Önce ‘umutların’ koparılışına, ardından da koparılanların küçük bir ‘parçasının’ ballandırılarak sopa ucunda uzatılmasına ‘hiç’ bu denli tanık olmamıştık!
Eğitim mi diyelim,
Sağlık mı diyelim,
Emekli mi diyelim,
Kadınlar mı diyelim,
Gençler mi diyelim…
Çocuklar mı diyelim,
Adalet mi diyelim,
Üretici mi diyelim,
Umutları koparılanların, ardından da bir küçük ‘parçayla’ avundurulanların arasına kimleri koymamız zor ki?
***
Her gün yeni bir örnekle karşı karşıya geliyoruz…
*Eğitimde onlarca okul, onlarca üniversite yapıldığını söylendi; sevinmeliydik!
Oysa son yıllarda olduğunca, hiçbir dönem bu denli ‘eğitimin’ içi boşaltılmadı, bu denli ‘eğitime’ zarar verilmedi, bu denli mezunlar ortada kalmadı, bu denli bilgiden, bu denli ‘eğitim’ adı altında ‘eğitimden’ uzaklaştırılmadı!
*Sağlıkta onlarca özel sağlık kurumu ile birlikte, ‘özde’ o denli olmasa bile yakın sayıda ‘kamu’ hastaneleri açıldı; umutlarımız coşmalıydı!

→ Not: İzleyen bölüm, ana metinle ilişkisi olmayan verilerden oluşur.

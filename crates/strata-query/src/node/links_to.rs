//! Conditions on link and link-list columns.

use strata_common::{QueryConfig, Result, StrataError, NOT_FOUND};
use strata_storage::{Array, Column, Equal, LeafCursor, Table};

use super::{ConditionNode, NodeStats};
use crate::access::find_in_int_tree;

/// Matches rows linking to `target`: a link column pointing at it, or a
/// link list containing it.
#[derive(Clone)]
pub struct LinksToNode {
    column: usize,
    target: usize,
    cursor: LeafCursor<Array>,
    stats: NodeStats,
}

impl LinksToNode {
    pub fn new(column: usize, target: usize) -> Self {
        Self {
            column,
            target,
            cursor: LeafCursor::new(),
            stats: NodeStats::new(10.0, 50.0),
        }
    }
}

impl ConditionNode for LinksToNode {
    fn init(&mut self, table: &Table, _config: &QueryConfig) -> Result<()> {
        match table.column(self.column)? {
            Column::Link(_) | Column::LinkList(_) => {}
            _ => {
                return Err(StrataError::ColumnTypeMismatch {
                    column: self.column,
                    expected: "Link".to_string(),
                    actual: table.get_real_column_type(self.column)?.name().to_string(),
                })
            }
        }
        self.cursor.reset();
        self.stats = NodeStats::new(10.0, 50.0);
        Ok(())
    }

    fn find_first_local(&mut self, table: &Table, start: usize, end: usize) -> usize {
        match table.column(self.column) {
            Ok(Column::Link(c)) => {
                // Stored as target + 1; 0 is a null link.
                let needle = self.target as i64 + 1;
                find_in_int_tree::<Equal>(&mut self.cursor, c.values().tree(), needle, start, end, |_| {})
            }
            Ok(Column::LinkList(c)) => (start..end)
                .find(|&row| c.contains(row, self.target))
                .unwrap_or(NOT_FOUND),
            _ => NOT_FOUND,
        }
    }

    fn stats(&self) -> &NodeStats {
        &self.stats
    }

    fn stats_mut(&mut self) -> &mut NodeStats {
        &mut self.stats
    }

    fn box_clone(&self) -> Box<dyn ConditionNode> {
        Box::new(self.clone())
    }
}

#[cfg(test)]
mod tests {
    use super::*;
    use std::sync::Arc;
    use strata_alloc::{Allocator, SlabAlloc};
    use strata_common::{ColumnType, StorageConfig};

    fn table() -> Table {
        let config = StorageConfig {
            max_node_size: 3,
            ..StorageConfig::default()
        };
        let alloc: Arc<dyn Allocator> = Arc::new(SlabAlloc::new(config));
        let mut t = Table::new(&alloc, config).unwrap();
        t.add_column(ColumnType::Link, "owner").unwrap();
        t.add_column(ColumnType::LinkList, "tags").unwrap();
        t.add_column(ColumnType::Int, "n").unwrap();
        t.add_empty_rows(6).unwrap();
        for (row, target) in [(1, 0), (2, 4), (4, 0), (5, 2)] {
            t.set_link(0, row, Some(target)).unwrap();
        }
        for (row, target) in [(0, 3), (0, 1), (3, 1), (5, 7)] {
            t.add_link_list_entry(1, row, target).unwrap();
        }
        t
    }

    fn all(node: &mut LinksToNode, t: &Table) -> Vec<usize> {
        node.init(t, &QueryConfig::default()).unwrap();
        let mut out = Vec::new();
        let mut r = 0;
        loop {
            let m = node.find_first_local(t, r, t.size());
            if m == NOT_FOUND {
                return out;
            }
            out.push(m);
            r = m + 1;
        }
    }

    #[test]
    fn test_link_column() {
        let t = table();
        assert_eq!(all(&mut LinksToNode::new(0, 0), &t), vec![1, 4]);
        assert_eq!(all(&mut LinksToNode::new(0, 4), &t), vec![2]);
        assert_eq!(all(&mut LinksToNode::new(0, 3), &t), Vec::<usize>::new());

        let mut node = LinksToNode::new(0, 0);
        node.init(&t, &QueryConfig::default()).unwrap();
        assert_eq!(node.find_first_local(&t, 2, 4), NOT_FOUND);
    }

    #[test]
    fn test_link_list_column() {
        let t = table();
        assert_eq!(all(&mut LinksToNode::new(1, 1), &t), vec![0, 3]);
        assert_eq!(all(&mut LinksToNode::new(1, 7), &t), vec![5]);
    }

    #[test]
    fn test_other_columns_fail_init() {
        let t = table();
        assert!(matches!(
            LinksToNode::new(2, 0).init(&t, &QueryConfig::default()),
            Err(StrataError::ColumnTypeMismatch { .. })
        ));
    }
}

Oysa halkın sağlık açısından her geçen gün büyüyen sorunlarını iyileştirmek yerine, her geçen gün artan hastalık sayısıyla birlikte, hastanın ‘daha çok’ para kazanılacak müşteri gibi görülmesine de ‘hiç’ bu denli alışık değildik!
*Kadınlar için ‘kaç’ güzel’ söz, ‘kaç’ vazgeçilmezliğimiz biçiminde değerlendirmeler duymadık ki?
Oysa sokakta, parkta, evde ‘ötelenişine’ tanık olduğumuz gibi; günümüz iktidarından güç alan kimi isimlerin akıllarına gelebilecek her şeyi kadın üzerinden değerlendirmesi, kadını aşağılaması, kadını tutsaklaştırması, kadını yaşamda yalnızlaştırması, kadını kapalı kapıların ardında sayması ‘hiçbir’ dönem bu denli kabarmamıştı!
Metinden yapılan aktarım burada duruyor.